◆ Exercise directions ◆
Your answer is the lines below, exactly, from the one that contains "is divided into" through the one that contains "for cluster views", both included.

(Dataset entries)
____

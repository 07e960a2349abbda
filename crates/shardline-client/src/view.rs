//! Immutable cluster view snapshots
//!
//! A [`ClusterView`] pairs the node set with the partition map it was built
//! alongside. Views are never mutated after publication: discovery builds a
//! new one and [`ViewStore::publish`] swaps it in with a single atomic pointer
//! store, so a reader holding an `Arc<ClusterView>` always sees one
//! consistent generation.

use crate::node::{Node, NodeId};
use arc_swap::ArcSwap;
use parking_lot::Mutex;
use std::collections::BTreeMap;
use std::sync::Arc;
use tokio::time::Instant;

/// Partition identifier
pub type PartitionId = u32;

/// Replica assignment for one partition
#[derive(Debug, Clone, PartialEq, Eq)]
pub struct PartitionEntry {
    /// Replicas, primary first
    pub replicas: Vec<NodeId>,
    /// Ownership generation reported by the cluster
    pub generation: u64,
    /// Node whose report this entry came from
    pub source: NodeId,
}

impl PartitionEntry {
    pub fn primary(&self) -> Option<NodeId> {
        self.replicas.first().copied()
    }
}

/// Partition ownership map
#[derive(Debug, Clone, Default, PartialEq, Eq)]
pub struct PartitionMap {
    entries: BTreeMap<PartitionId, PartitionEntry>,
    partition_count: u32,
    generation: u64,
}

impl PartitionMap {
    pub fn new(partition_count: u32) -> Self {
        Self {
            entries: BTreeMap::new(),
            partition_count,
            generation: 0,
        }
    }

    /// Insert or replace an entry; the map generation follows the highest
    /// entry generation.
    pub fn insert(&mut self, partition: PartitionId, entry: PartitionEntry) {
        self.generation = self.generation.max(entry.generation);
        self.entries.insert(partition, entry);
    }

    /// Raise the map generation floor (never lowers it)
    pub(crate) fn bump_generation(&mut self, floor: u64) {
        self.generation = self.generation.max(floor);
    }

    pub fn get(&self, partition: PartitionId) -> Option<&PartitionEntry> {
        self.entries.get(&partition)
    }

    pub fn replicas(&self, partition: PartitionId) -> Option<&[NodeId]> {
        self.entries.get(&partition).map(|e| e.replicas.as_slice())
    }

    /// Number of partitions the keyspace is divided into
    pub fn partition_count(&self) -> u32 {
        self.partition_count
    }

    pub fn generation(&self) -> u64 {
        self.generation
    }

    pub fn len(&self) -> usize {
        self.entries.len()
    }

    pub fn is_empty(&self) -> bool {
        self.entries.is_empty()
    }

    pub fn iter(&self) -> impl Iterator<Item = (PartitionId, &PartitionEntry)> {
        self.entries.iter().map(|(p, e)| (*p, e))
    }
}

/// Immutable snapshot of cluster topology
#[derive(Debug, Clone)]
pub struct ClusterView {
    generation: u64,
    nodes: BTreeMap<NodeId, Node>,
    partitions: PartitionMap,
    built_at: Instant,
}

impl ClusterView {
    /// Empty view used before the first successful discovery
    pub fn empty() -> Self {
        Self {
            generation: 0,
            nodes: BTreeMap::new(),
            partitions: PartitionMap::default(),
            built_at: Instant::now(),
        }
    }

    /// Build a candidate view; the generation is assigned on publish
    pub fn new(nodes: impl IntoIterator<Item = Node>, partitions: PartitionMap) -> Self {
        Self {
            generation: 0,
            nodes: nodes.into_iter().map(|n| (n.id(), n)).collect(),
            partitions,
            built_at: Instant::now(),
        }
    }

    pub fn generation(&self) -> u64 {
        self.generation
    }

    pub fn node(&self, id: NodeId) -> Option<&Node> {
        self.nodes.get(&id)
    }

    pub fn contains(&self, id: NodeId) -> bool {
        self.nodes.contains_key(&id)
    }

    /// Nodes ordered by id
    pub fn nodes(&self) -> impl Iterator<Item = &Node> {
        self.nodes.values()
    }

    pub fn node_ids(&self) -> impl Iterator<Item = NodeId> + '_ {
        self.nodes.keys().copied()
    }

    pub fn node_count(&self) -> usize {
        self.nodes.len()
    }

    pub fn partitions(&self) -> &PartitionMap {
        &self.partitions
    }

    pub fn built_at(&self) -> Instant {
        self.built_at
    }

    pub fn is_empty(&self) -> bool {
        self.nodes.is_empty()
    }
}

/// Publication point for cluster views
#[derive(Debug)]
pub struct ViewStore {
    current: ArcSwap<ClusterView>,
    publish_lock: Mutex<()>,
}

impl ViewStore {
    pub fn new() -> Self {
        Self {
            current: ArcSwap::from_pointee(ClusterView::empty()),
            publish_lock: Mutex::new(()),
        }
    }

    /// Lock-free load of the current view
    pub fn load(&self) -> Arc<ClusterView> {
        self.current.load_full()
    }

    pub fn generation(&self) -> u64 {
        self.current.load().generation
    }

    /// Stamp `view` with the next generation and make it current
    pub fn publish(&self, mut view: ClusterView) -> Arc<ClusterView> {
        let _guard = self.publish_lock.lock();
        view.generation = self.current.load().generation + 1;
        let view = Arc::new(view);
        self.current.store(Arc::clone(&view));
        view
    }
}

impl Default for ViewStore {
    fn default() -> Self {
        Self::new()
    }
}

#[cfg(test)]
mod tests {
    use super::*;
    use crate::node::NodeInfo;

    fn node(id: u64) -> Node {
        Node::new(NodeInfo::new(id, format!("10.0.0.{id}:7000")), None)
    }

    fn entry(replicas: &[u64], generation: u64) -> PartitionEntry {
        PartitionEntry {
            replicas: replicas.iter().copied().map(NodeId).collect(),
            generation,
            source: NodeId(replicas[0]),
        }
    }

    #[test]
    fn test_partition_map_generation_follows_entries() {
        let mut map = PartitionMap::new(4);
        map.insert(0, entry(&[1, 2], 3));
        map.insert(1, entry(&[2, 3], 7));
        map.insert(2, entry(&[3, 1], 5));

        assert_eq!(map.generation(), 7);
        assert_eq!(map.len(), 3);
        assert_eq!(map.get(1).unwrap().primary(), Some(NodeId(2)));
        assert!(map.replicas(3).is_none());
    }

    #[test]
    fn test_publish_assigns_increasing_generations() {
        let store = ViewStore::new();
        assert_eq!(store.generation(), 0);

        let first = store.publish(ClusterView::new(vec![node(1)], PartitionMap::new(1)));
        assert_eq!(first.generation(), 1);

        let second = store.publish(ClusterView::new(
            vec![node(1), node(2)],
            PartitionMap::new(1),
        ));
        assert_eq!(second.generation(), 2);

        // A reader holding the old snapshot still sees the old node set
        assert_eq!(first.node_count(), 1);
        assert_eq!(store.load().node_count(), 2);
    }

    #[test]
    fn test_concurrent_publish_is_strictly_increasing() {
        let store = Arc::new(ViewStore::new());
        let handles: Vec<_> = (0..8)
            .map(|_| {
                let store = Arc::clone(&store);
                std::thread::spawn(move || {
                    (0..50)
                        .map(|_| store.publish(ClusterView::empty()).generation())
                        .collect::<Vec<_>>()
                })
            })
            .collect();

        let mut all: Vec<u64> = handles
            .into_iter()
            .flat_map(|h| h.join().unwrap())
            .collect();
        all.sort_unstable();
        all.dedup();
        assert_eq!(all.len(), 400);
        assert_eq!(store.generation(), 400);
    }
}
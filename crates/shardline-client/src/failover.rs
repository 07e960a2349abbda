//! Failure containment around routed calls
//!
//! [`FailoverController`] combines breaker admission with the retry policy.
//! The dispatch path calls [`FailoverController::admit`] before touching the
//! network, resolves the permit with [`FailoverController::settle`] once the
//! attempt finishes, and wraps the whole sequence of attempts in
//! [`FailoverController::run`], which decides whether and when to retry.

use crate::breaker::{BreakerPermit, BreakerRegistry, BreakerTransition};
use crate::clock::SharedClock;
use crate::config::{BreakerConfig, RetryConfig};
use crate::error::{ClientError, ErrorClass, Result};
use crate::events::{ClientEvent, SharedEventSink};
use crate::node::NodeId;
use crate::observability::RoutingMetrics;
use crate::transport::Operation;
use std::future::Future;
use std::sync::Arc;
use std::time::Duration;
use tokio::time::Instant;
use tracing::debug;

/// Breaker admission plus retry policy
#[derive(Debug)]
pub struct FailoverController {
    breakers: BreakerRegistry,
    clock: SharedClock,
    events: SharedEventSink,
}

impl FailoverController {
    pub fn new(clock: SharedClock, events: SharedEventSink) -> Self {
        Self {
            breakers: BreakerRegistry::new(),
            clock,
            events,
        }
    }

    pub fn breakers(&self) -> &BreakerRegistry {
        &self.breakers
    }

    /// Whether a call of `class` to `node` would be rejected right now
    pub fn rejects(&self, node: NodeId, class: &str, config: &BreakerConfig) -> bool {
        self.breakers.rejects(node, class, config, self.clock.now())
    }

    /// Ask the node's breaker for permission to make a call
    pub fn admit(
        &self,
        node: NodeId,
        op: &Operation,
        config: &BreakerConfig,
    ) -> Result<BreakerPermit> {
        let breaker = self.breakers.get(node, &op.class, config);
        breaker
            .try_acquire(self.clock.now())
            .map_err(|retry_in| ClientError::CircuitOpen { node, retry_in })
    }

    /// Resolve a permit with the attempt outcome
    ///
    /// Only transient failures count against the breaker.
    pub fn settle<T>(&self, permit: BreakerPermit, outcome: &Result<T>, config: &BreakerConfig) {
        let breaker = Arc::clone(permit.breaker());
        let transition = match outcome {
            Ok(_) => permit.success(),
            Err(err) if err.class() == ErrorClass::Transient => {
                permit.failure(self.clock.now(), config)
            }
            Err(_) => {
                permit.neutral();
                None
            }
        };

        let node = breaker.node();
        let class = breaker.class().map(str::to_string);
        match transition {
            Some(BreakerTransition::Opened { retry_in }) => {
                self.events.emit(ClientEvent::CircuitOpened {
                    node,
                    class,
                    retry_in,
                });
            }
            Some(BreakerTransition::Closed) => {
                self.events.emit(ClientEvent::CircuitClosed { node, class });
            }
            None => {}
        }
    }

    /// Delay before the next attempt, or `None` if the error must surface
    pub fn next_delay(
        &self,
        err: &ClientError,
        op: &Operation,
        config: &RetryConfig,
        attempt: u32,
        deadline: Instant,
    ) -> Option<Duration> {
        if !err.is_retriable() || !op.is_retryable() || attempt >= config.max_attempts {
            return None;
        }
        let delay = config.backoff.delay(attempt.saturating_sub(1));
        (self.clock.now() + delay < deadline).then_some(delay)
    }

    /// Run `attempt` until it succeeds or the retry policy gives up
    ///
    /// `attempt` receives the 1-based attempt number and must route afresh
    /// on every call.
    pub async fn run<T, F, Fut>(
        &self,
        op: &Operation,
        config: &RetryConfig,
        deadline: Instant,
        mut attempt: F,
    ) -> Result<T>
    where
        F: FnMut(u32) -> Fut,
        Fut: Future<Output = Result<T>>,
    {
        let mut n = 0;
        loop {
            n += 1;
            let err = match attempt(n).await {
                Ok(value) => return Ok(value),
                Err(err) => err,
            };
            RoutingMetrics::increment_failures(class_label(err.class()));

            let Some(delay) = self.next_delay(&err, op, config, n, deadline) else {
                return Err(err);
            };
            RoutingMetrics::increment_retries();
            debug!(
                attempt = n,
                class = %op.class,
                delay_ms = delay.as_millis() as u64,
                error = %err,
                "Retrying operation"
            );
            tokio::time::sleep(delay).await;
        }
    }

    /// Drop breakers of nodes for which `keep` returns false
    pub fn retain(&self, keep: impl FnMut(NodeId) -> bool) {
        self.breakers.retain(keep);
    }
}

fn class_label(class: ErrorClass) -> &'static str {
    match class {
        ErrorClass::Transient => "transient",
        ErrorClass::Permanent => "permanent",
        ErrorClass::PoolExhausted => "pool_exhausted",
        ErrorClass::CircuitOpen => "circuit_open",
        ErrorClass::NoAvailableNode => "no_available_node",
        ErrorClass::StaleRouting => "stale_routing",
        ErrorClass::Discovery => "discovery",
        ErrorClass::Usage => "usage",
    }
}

____

◆ Answer section ◆
    /// Number of partitions the keyspace is divided into
    pub fn partition_count(&self) -> u32 {
        self.partition_count
    }

    pub fn generation(&self) -> u64 {
        self.generation
    }

    pub fn len(&self) -> usize {
        self.entries.len()
    }

    pub fn is_empty(&self) -> bool {
        self.entries.is_empty()
    }

    pub fn iter(&self) -> impl Iterator<Item = (PartitionId, &PartitionEntry)> {
        self.entries.iter().map(|(p, e)| (*p, e))
    }
}

/// Immutable snapshot of cluster topology
#[derive(Debug, Clone)]
pub struct ClusterView {
    generation: u64,
    nodes: BTreeMap<NodeId, Node>,
    partitions: PartitionMap,
    built_at: Instant,
}

impl ClusterView {
    /// Empty view used before the first successful discovery
    pub fn empty() -> Self {
        Self {
            generation: 0,
            nodes: BTreeMap::new(),
            partitions: PartitionMap::default(),
            built_at: Instant::now(),
        }
    }

    /// Build a candidate view; the generation is assigned on publish
    pub fn new(nodes: impl IntoIterator<Item = Node>, partitions: PartitionMap) -> Self {
        Self {
            generation: 0,
            nodes: nodes.into_iter().map(|n| (n.id(), n)).collect(),
            partitions,
            built_at: Instant::now(),
        }
    }

    pub fn generation(&self) -> u64 {
        self.generation
    }

    pub fn node(&self, id: NodeId) -> Option<&Node> {
        self.nodes.get(&id)
    }

    pub fn contains(&self, id: NodeId) -> bool {
        self.nodes.contains_key(&id)
    }

    /// Nodes ordered by id
    pub fn nodes(&self) -> impl Iterator<Item = &Node> {
        self.nodes.values()
    }

    pub fn node_ids(&self) -> impl Iterator<Item = NodeId> + '_ {
        self.nodes.keys().copied()
    }

    pub fn node_count(&self) -> usize {
        self.nodes.len()
    }

    pub fn partitions(&self) -> &PartitionMap {
        &self.partitions
    }

    pub fn built_at(&self) -> Instant {
        self.built_at
    }

    pub fn is_empty(&self) -> bool {
        self.nodes.is_empty()
    }
}

/// Publication point for cluster views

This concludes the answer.